Structural insights into the mechanism of pH-selective substrate specificity of the polysaccharide lyase Smlt1473

Polysaccharide lyases (PLs) are a broad class of microbial enzymes that degrade anionic polysaccharides. Equally broad diversity in their polysaccharide substrates has attracted interest in biotechnological applications such as biomass conversion to value-added chemicals and microbial biofilm removal. Unlike other PLs, Smlt1473 present in the clinically relevant Stenotrophomonas maltophilia strain K279a demonstrates a wide range of pH-dependent substrate specificities toward multiple, diverse polysaccharides: hyaluronic acid (pH 5.0), poly-β-D-glucuronic (celluronic) acid (pH 7.0), poly-β-D-mannuronic acid, and poly-α-L-guluronate (pH 9.0). To decode the pH-driven multiple substrate specificities and selectivity in this single enzyme, we present the X-ray structures of Smlt1473 determined at multiple pH values in apo and mannuronate-bound states as well as the tetra-hyaluronate-docked structure.

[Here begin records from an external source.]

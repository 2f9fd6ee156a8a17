use actix_cors::Cors;
use actix_web::http::header;

pub fn middleware(origin: &str) -> Cors {
    Cors::default()
        .allowed_methods(vec!["GET", "POST", "OPTIONS"])
        .allowed_headers(vec![
            header::AUTHORIZATION,
            header::CONTENT_TYPE,
            header::ACCEPT,
        ])
        .allowed_origin(origin)
        .supports_credentials()
        .max_age(3600)
}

Our results indicate that structural flexibility in the binding site and N-terminal loop coupled with specific substrate stereochemistry facilitates distinct modes of entry for substrates having diverse charge densities and chemical structures. Our structural analyses of wild-type apo structures solved at different pH values (5.0–9.0) and pH-trapped (5.0 and 7.0) catalytically relevant wild-type mannuronate complexes (1) indicate that pH modulates the catalytic microenvironment for guiding structurally and chemically diverse polysaccharide substrates, (2) further establish that molecular-level fluctuation in the enzyme catalytic tunnel is preconfigured, and (3) suggest that pH modulates fluctuations resulting in optimal substrate binding and cleavage. Furthermore, our results provide key insight into how strategies to reengineer both flexible loop and regions distal to the active site could be developed to target new and diverse substrates in a wide range of applications.